Wayde Van Niekerk's Run Was Historic In At Least Four Ways

Photo credit: David J. Phillip/AP Images

South African Wayde van Niekerk’s Olympic gold medal and beautiful world record in the 400 meters could hardly get any sweeter. Out of lane eight—few win out of lane eight, much less set a world record, because other competitors are behind the lane eight runner until they hit the last straight, when it’s often too late to respond—this nice young man (he’s only 24) ran away from his boyhood idols, broke Michael Johnson’s 19-year-old record for the one-lap race, and looked good doing it. 43:03 is the new mark he established, a breath away from previously unthinkable 42-second territory.

But the story is actually even sweeter than that. The nice young man who won Olympic gold and set the world record out of lane eight is coached by one of the only female coaches in elite level track, and claims a belated victory for his mom and post-apartheid South Africa. Bit of a mouthful, that. Let’s have a look.


Van Niekerk immediately credited his coach, 74-year-old great-grandmother Ans Botha, for his being on the podium. The media went crazy with images of the white-haired woman, but the truth is that there are plenty of male coaches past retirement age. It’s the female coach part of that story that’s rare. Old, young, coaching women, men, or both, I can only think of two pro-level female coaches in the U.S.—Rose Monday and Heather Burroughs.

Botha seems to be a perfect combination of experience, authority, confidence, humility, and gentleness. After all, she guided van Niekerk from 48-second injury-prone nobody to gold medal 43:03 world record holder in three years. Botha told the Sunday Times in 2015 that when van Niekerk first started training with her, he ran 48 seconds for 400 meters and collapsed in a heap.

“This is not new,” Botha said. “The first time he went 44.91 it was the same thing, he was lying down at the finish line for about half an hour.”

Unmoved by his theatrics, Botha nonetheless was nearly overwhelmed by the responsibility of guiding such a world class talent.


“I have such a big responsibility to get this athlete to develop to his full potential, and also the responsibility for myself to try to do my very best not to do something wrong which can make or break him,” she told the Sunday Times.

This is how Botha proceeded: “The main thing is we listened to what his body said to us. If the body said stop, we stopped, or went a little softer.”


Could it get sweeter than that? Yes, yes it can.

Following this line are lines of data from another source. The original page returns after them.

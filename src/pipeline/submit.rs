//! Chunked submission of export jobs.

use crate::config::Config;
use crate::ee::{
    occurrence_expression, DriveDestination, ExportTableRequest, FeatureCollection,
    FileExportOptions, Task, TaskService,
};
use crate::locations::{LocationRecord, LocationSet};
use crate::pipeline::TaskThrottle;
use anyhow::Result;
use std::sync::Arc;
use std::time::Duration;

/// Prefix shared by every task description this tool submits.
const DESCRIPTION_PREFIX: &str = "Pekel_Visibility";

/// Correlation tag for one run.
///
/// The run date embedded in every description is what the failure scanner
/// later matches on.
#[derive(Debug, Clone)]
pub struct RunTag {
    /// Run date (YYYY-MM-DD)
    run_date: String,

    /// Path-row scope, when the run covers a single path-row
    pathrow: Option<String>,
}

impl RunTag {
    /// Create a tag for the given run date and optional path-row scope.
    pub fn new(run_date: &str, pathrow: Option<&str>) -> Self {
        Self {
            run_date: run_date.to_string(),
            pathrow: pathrow.map(str::to_string),
        }
    }

    /// Task description for one chunk.
    pub fn description(&self, chunk_index: usize) -> String {
        match &self.pathrow {
            Some(pathrow) => format!(
                "{}_{}_{}_{}",
                DESCRIPTION_PREFIX, self.run_date, pathrow, chunk_index
            ),
            None => format!("{}_{}_{}", DESCRIPTION_PREFIX, self.run_date, chunk_index),
        }
    }

    /// Whether a task description belongs to this run.
    pub fn matches(&self, description: &str) -> bool {
        description.contains(&self.run_date)
    }

    /// The run date this tag was created with.
    pub fn run_date(&self) -> &str {
        &self.run_date
    }
}

/// Statistics from one submission run.
#[derive(Debug, Default)]
pub struct RunStats {
    /// Chunks submitted as export tasks
    pub chunks_submitted: usize,

    /// Locations covered by the submitted chunks
    pub locations_submitted: usize,

    /// Rows dropped at CSV load time
    pub rows_skipped: usize,
}

impl std::fmt::Display for RunStats {
    fn fmt(&self, f: &mut std::fmt::Formatter<'_>) -> std::fmt::Result {
        write!(
            f,
            "Submitted: {} chunks ({} locations), Skipped rows: {}",
            self.chunks_submitted, self.locations_submitted, self.rows_skipped
        )
    }
}

/// Submits one export task per location chunk, gated by the throttle.
pub struct ChunkSubmitter {
    /// Remote task service
    service: Arc<dyn TaskService>,

    /// Queue throttle applied before every submission
    throttle: TaskThrottle,

    /// Run configuration
    config: Arc<Config>,

    /// Correlation tag for descriptions
    tag: RunTag,
}

impl ChunkSubmitter {
    /// Create a submitter for one run.
    pub fn new(service: Arc<dyn TaskService>, config: Arc<Config>, tag: RunTag) -> Self {
        let throttle = TaskThrottle::new(
            config.processing.max_active_tasks,
            Duration::from_secs(config.processing.poll_interval_secs),
        );

        Self {
            service,
            throttle,
            config,
            tag,
        }
    }

    /// Submit every chunk of the location set, in order.
    ///
    /// Submission is strictly sequential: each chunk waits for queue
    /// capacity, is sent, and only then is the next chunk considered.
    /// A submission error aborts the run.
    pub async fn submit_all(&self, locations: &LocationSet) -> Result<RunStats> {
        let chunk_size = self.config.processing.chunk_size;
        let num_chunks = locations.num_chunks(chunk_size);

        let mut stats = RunStats {
            rows_skipped: locations.skipped(),
            ..RunStats::default()
        };

        for (index, chunk) in locations.chunks(chunk_size).enumerate() {
            self.submit_chunk(index, chunk).await?;

            stats.chunks_submitted += 1;
            stats.locations_submitted += chunk.len();
            tracing::info!("Sent chunk {}/{}", index + 1, num_chunks);
        }

        Ok(stats)
    }

    /// Build and submit the export task for one chunk.
    async fn submit_chunk(&self, index: usize, records: &[LocationRecord]) -> Result<Task> {
        let collection =
            FeatureCollection::from_records(records, &self.config.locations.location_crs);
        let expression = occurrence_expression(&collection, &self.config.extraction);

        let request = ExportTableRequest {
            expression,
            description: self.tag.description(index),
            file_export_options: FileExportOptions {
                file_format: self.config.export.file_format.clone(),
                drive_destination: DriveDestination {
                    folder: self.config.export.folder.clone(),
                },
            },
        };

        self.throttle.wait_for_capacity(self.service.as_ref()).await?;

        let task = self.service.export_table(request).await?;
        tracing::debug!("Started task {} ({})", task.name, task.description);

        Ok(task)
    }
}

Van Niekerk was born in 1992 in South Africa, a volatile time when the country was rather violently transitioning from apartheid to democracy.

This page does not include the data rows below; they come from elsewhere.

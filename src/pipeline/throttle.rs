//! Submission throttle against the remote task queue.

use crate::ee::TaskService;
use anyhow::Result;
use std::time::Duration;

/// Blocks submission until the remote queue has capacity.
///
/// Polls the full task list and counts active (queued or running) tasks; at
/// or above the ceiling it sleeps a fixed interval and re-queries. There is
/// no backoff and no timeout: if the remote queue never drains, the wait
/// never ends.
#[derive(Debug, Clone)]
pub struct TaskThrottle {
    /// Ceiling on active tasks
    max_active_tasks: usize,

    /// Fixed sleep between polls
    poll_interval: Duration,
}

impl TaskThrottle {
    /// Create a throttle with the given ceiling and poll interval.
    pub fn new(max_active_tasks: usize, poll_interval: Duration) -> Self {
        Self {
            max_active_tasks,
            poll_interval,
        }
    }

    /// Wait until the active task count drops below the ceiling.
    ///
    /// Returns the active count observed by the final poll. Polling errors
    /// are fatal and propagate to the caller.
    pub async fn wait_for_capacity(&self, service: &dyn TaskService) -> Result<usize> {
        let mut active = self.count_active(service).await?;

        while active >= self.max_active_tasks {
            tracing::info!(
                "{} active tasks at ceiling {}, waiting {}s",
                active,
                self.max_active_tasks,
                self.poll_interval.as_secs()
            );
            tokio::time::sleep(self.poll_interval).await;
            active = self.count_active(service).await?;
        }

        Ok(active)
    }

    /// Count tasks occupying a queue slot.
    async fn count_active(&self, service: &dyn TaskService) -> Result<usize> {
        let tasks = service.list_tasks().await?;
        Ok(tasks.iter().filter(|t| t.state.is_active()).count())
    }
}

#[cfg(test)]
mod tests {
    use super::*;
    use crate::ee::{ExportTableRequest, Task, TaskState};
    use async_trait::async_trait;
    use std::collections::VecDeque;
    use std::sync::Mutex;

    /// Serves scripted active-task counts, repeating the last one.
    struct ScriptedQueue {
        counts: Mutex<VecDeque<usize>>,
        last: usize,
        polls: Mutex<usize>,
    }

    impl ScriptedQueue {
        fn new(counts: &[usize]) -> Self {
            let mut queue: VecDeque<usize> = counts.iter().copied().collect();
            let last = queue.pop_back().expect("at least one count");
            queue.push_back(last);
            Self {
                counts: Mutex::new(queue),
                last,
                polls: Mutex::new(0),
            }
        }

        fn polls(&self) -> usize {
            *self.polls.lock().unwrap()
        }
    }

    #[async_trait]
    impl TaskService for ScriptedQueue {
        async fn list_tasks(&self) -> Result<Vec<Task>> {
            *self.polls.lock().unwrap() += 1;
            let count = self
                .counts
                .lock()
                .unwrap()
                .pop_front()
                .unwrap_or(self.last);

            // Pad with completed tasks so only active ones should be counted
            let mut tasks: Vec<Task> = (0..count)
                .map(|i| Task {
                    name: format!("projects/p/operations/{}", i),
                    state: if i % 2 == 0 {
                        TaskState::Running
                    } else {
                        TaskState::Ready
                    },
                    description: format!("task {}", i),
                })
                .collect();
            tasks.push(Task {
                name: "projects/p/operations/done".to_string(),
                state: TaskState::Completed,
                description: "done".to_string(),
            });

            Ok(tasks)
        }

        async fn export_table(&self, _request: ExportTableRequest) -> Result<Task> {
            unimplemented!("throttle never submits")
        }
    }

    #[tokio::test(start_paused = true)]
    async fn test_capacity_available_immediately() {
        let queue = ScriptedQueue::new(&[5]);
        let throttle = TaskThrottle::new(20, Duration::from_secs(60));

        let active = throttle.wait_for_capacity(&queue).await.unwrap();
        assert_eq!(active, 5);
        assert_eq!(queue.polls(), 1);
    }

    #[tokio::test(start_paused = true)]
    async fn test_blocks_until_below_ceiling() {
        let queue = ScriptedQueue::new(&[25, 20, 12]);
        let throttle = TaskThrottle::new(20, Duration::from_secs(60));

        let start = tokio::time::Instant::now();
        let active = throttle.wait_for_capacity(&queue).await.unwrap();

        // Two polls at/above the ceiling, each followed by a full sleep
        assert_eq!(active, 12);
        assert_eq!(queue.polls(), 3);
        assert_eq!(start.elapsed(), Duration::from_secs(120));
    }

    #[tokio::test(start_paused = true)]
    async fn test_ceiling_is_inclusive() {
        // Exactly at the ceiling still blocks
        let queue = ScriptedQueue::new(&[20, 19]);
        let throttle = TaskThrottle::new(20, Duration::from_secs(60));

        let active = throttle.wait_for_capacity(&queue).await.unwrap();
        assert_eq!(active, 19);
        assert_eq!(queue.polls(), 2);
    }
}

According to Athletics Clipboard, a website devoted to South Africa’s “unsung sporting heroes,” Odessa Swarts, nee Krause, van Niekerk’s mom, was a record-setting athlete as a teen in the late 1980s and early 1990s—which is to say, she was a black athlete competing under apartheid. Running on tracks made of grass, gravel and dirt, she chose to oppose apartheid by participating in South African Council on Sport (SACOS) events. During South Africa’s isolation, when the country’s athletes were banned from international competition, participation in SACOS events was a form of passive resistance, of disrupting apartheid. But it also meant that even though she ran 12.32 for 100 meters and 25.3 for 200 meters at age 16 on a clay track, that was as far as her track career was going to go.


As Clement du Plessis of Athletics Clipboard wrote: “Despite all her accomplishments, the young athlete was never tempted by big corporate sponsors and the prospect of competing at Coetzenburg Stadium in Stellenbosch, the track and hallowed arena of athletics in apartheid South Africa. As the country was already isolated from the international sports world, it would not have changed anything.”

Photo credit: Athletics Clipboard

Coming full circle, Odessa’s son—a chip off the old block, as du Plessis’s photo shows—was able to compete on a world stage representing a democratic South Africa. That’s pretty sweet.